Source records section start
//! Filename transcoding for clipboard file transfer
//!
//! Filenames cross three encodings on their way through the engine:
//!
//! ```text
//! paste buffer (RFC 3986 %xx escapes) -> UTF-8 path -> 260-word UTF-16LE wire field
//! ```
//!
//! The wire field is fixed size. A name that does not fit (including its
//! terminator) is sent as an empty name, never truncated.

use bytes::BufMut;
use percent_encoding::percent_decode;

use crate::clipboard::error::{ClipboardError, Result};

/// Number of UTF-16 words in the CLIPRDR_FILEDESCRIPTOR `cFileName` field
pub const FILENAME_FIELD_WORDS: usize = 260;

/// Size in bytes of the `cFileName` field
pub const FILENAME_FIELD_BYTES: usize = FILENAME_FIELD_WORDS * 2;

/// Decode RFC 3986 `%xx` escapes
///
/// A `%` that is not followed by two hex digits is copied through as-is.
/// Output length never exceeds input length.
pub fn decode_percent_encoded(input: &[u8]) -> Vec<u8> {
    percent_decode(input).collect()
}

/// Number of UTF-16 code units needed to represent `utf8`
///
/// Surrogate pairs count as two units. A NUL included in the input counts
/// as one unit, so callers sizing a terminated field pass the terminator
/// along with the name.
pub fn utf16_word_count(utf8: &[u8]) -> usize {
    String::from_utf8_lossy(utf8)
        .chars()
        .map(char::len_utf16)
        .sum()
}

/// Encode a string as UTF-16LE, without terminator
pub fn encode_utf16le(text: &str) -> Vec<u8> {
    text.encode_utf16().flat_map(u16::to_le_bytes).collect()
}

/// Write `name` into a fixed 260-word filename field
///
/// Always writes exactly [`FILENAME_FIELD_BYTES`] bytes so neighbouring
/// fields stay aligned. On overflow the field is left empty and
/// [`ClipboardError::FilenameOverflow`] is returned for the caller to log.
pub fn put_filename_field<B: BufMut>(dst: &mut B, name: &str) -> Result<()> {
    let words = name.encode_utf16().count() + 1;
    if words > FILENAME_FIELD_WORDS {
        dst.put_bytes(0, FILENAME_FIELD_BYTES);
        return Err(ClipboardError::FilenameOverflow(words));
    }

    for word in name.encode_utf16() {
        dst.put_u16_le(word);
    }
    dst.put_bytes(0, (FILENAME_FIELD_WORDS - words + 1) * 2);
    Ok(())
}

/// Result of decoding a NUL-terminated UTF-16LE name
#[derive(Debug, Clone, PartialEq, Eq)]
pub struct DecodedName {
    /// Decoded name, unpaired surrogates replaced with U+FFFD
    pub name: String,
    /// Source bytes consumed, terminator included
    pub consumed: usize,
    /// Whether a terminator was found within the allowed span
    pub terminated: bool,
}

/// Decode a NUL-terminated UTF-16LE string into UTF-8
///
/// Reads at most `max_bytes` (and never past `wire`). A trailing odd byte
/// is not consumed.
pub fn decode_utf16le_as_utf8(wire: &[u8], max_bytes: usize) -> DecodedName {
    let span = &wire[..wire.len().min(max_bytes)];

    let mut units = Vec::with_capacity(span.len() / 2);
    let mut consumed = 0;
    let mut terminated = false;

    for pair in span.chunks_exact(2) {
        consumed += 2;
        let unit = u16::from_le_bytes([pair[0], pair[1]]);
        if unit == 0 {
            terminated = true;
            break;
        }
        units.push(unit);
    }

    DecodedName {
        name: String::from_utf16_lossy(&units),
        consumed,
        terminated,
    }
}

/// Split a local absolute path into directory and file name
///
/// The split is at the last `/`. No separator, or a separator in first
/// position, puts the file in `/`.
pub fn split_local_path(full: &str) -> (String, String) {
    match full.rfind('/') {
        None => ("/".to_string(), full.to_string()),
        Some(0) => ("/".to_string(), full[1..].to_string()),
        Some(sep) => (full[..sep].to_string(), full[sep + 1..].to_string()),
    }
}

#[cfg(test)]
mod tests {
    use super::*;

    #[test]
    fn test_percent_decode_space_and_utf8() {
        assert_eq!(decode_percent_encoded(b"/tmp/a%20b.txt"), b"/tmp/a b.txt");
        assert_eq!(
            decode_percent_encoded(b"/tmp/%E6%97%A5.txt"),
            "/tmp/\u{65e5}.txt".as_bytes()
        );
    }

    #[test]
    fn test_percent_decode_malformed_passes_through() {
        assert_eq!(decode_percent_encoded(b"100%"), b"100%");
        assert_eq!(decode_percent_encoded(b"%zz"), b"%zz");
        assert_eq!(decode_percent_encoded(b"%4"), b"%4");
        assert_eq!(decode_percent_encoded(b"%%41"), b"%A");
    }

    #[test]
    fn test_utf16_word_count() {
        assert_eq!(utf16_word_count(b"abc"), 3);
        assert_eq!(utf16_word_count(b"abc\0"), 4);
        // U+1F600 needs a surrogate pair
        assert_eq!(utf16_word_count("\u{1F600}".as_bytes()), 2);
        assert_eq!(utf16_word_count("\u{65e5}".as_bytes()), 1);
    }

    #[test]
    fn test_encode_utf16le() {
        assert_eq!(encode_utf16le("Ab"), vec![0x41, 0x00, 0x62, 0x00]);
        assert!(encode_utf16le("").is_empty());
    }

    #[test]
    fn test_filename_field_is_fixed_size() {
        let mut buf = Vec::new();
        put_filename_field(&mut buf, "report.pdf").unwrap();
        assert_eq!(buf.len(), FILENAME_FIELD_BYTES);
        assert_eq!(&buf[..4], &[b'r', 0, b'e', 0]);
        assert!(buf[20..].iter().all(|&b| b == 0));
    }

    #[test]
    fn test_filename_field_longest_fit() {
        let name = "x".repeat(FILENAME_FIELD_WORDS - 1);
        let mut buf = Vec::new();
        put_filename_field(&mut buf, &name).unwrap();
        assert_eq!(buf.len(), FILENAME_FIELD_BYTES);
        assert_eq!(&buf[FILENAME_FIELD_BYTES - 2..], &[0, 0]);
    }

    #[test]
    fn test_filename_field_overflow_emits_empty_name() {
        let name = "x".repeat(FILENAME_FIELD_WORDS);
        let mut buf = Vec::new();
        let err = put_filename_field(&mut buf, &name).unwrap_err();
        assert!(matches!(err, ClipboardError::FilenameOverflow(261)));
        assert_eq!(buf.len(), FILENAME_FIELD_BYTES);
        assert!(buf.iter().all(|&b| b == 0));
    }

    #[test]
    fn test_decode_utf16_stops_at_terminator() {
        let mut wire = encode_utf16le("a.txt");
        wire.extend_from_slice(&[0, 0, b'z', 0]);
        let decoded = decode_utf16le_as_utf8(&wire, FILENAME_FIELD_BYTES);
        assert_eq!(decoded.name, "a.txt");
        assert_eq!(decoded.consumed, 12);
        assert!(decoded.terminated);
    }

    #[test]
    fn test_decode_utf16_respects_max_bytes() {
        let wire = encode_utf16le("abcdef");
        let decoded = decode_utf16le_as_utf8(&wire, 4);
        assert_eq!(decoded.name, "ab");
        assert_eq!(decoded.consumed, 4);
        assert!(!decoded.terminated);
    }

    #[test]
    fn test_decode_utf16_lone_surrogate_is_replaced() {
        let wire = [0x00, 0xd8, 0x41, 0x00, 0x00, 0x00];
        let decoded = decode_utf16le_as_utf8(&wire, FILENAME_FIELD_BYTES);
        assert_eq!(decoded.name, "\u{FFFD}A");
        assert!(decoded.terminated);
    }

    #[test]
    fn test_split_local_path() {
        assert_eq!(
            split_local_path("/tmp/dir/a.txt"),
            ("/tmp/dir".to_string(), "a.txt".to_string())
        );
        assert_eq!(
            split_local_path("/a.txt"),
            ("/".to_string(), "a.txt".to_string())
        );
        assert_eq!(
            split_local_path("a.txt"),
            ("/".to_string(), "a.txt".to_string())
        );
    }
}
Source records section end
| Exercise aim |
From the first line of the listing above to the line that contains "pass the terminator", inclusive, restate every line word for word. Nothing else belongs in the answer.

| Written answer |
//! Filename transcoding for clipboard file transfer
//!
//! Filenames cross three encodings on their way through the engine:
//!
//! ```text
//! paste buffer (RFC 3986 %xx escapes) -> UTF-8 path -> 260-word UTF-16LE wire field
//! ```
//!
//! The wire field is fixed size. A name that does not fit (including its
//! terminator) is sent as an empty name, never truncated.

use bytes::BufMut;
use percent_encoding::percent_decode;

use crate::clipboard::error::{ClipboardError, Result};

/// Number of UTF-16 words in the CLIPRDR_FILEDESCRIPTOR `cFileName` field
pub const FILENAME_FIELD_WORDS: usize = 260;

/// Size in bytes of the `cFileName` field
pub const FILENAME_FIELD_BYTES: usize = FILENAME_FIELD_WORDS * 2;

/// Decode RFC 3986 `%xx` escapes
///
/// A `%` that is not followed by two hex digits is copied through as-is.
/// Output length never exceeds input length.
pub fn decode_percent_encoded(input: &[u8]) -> Vec<u8> {
    percent_decode(input).collect()
}

/// Number of UTF-16 code units needed to represent `utf8`
///
/// Surrogate pairs count as two units. A NUL included in the input counts
/// as one unit, so callers sizing a terminated field pass the terminator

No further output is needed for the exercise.